Source material:
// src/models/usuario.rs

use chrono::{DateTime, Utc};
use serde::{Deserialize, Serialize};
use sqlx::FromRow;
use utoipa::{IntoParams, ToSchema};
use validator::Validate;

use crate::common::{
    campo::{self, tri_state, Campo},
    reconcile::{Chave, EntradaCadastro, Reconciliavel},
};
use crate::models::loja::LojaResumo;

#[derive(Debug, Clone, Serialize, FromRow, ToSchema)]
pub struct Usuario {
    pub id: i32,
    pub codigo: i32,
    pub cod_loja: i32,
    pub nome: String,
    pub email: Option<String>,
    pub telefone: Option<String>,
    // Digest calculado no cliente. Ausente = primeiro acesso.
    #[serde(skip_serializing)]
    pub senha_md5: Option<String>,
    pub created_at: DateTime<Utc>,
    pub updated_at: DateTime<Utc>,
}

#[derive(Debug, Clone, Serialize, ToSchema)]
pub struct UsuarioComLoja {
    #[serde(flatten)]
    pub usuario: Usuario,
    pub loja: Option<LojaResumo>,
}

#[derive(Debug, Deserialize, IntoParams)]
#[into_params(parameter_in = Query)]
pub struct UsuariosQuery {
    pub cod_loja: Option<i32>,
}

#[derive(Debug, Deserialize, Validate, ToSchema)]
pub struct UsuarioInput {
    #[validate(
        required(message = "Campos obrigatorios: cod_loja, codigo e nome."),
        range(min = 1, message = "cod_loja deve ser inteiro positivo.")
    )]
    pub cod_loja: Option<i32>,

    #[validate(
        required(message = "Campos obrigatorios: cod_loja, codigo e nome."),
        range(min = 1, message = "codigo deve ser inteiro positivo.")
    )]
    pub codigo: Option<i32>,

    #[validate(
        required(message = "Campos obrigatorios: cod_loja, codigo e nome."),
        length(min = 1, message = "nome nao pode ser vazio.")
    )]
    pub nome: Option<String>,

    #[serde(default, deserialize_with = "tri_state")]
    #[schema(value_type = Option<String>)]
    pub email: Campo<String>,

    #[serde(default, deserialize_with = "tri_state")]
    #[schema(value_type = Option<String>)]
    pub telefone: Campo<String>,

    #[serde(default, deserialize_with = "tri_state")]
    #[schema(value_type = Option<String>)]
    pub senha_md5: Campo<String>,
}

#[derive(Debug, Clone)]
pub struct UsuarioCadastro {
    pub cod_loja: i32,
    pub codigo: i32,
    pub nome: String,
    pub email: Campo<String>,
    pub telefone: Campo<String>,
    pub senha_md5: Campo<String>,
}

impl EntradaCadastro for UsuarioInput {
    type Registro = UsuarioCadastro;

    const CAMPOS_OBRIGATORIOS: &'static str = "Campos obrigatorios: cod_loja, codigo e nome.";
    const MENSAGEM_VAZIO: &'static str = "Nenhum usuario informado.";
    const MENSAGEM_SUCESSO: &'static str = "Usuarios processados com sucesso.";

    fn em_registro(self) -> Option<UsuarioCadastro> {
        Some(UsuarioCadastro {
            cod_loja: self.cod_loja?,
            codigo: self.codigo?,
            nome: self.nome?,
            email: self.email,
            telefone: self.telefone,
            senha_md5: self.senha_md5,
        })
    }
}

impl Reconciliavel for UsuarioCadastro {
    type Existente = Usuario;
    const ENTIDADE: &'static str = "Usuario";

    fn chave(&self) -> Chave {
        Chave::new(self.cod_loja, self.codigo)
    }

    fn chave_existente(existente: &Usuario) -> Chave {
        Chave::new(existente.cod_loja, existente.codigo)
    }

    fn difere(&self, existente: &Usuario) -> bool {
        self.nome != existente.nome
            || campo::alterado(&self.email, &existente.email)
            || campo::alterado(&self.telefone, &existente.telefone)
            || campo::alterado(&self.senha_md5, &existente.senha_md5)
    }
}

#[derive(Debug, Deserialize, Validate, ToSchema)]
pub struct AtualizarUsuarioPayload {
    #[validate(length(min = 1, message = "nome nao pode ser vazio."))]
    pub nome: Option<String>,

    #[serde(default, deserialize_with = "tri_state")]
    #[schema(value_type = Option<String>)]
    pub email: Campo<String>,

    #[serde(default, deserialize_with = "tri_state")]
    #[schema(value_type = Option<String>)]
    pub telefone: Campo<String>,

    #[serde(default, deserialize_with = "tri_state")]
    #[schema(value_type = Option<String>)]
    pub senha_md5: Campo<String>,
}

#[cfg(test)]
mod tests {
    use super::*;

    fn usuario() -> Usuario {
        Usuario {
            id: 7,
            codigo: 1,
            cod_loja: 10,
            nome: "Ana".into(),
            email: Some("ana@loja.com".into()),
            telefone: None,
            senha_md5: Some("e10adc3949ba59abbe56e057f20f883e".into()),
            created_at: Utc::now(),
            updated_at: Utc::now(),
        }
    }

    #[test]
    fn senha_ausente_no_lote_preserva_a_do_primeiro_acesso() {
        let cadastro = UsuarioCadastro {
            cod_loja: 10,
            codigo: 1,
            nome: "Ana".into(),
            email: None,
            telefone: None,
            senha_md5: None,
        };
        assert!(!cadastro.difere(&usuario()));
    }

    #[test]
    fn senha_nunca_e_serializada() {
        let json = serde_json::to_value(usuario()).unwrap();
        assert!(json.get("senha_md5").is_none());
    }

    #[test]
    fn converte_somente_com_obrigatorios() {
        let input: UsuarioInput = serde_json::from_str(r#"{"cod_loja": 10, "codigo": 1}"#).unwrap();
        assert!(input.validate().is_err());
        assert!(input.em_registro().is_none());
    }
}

* * *

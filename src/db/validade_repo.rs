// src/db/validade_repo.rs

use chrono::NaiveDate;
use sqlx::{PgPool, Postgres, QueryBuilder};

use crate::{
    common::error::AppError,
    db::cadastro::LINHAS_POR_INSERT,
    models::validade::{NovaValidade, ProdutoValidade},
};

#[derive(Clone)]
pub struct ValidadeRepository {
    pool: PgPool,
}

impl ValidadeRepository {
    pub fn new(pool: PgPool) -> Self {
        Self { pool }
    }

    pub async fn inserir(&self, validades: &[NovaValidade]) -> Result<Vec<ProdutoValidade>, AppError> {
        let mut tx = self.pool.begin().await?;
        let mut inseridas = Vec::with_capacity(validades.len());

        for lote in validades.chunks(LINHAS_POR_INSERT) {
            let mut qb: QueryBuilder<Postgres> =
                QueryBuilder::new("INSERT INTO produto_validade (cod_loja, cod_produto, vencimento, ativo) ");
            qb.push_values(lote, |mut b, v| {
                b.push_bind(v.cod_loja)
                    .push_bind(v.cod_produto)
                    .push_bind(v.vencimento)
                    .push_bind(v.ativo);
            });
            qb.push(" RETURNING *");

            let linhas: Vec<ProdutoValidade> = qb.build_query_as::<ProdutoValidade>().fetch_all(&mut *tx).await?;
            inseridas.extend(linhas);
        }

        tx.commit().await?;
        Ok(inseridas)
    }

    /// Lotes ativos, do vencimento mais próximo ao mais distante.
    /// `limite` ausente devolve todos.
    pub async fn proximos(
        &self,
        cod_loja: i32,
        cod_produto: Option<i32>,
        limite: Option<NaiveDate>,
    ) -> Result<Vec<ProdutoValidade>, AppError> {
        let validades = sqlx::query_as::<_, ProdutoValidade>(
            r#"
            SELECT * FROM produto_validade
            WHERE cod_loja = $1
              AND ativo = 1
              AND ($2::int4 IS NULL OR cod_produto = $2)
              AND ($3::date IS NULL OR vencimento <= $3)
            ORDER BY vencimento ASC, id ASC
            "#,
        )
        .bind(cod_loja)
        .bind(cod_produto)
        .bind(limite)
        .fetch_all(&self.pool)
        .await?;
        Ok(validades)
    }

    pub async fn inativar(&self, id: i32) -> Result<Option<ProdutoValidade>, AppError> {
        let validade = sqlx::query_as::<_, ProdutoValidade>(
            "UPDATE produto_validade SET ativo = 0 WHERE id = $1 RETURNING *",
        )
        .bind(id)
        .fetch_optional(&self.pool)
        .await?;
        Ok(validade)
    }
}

Aim of the task: This task calls for each line of the material that contains "struct".

Task result:
pub struct Usuario {
pub struct UsuarioComLoja {
pub struct UsuariosQuery {
pub struct UsuarioInput {
pub struct UsuarioCadastro {
pub struct AtualizarUsuarioPayload {
pub struct ValidadeRepository {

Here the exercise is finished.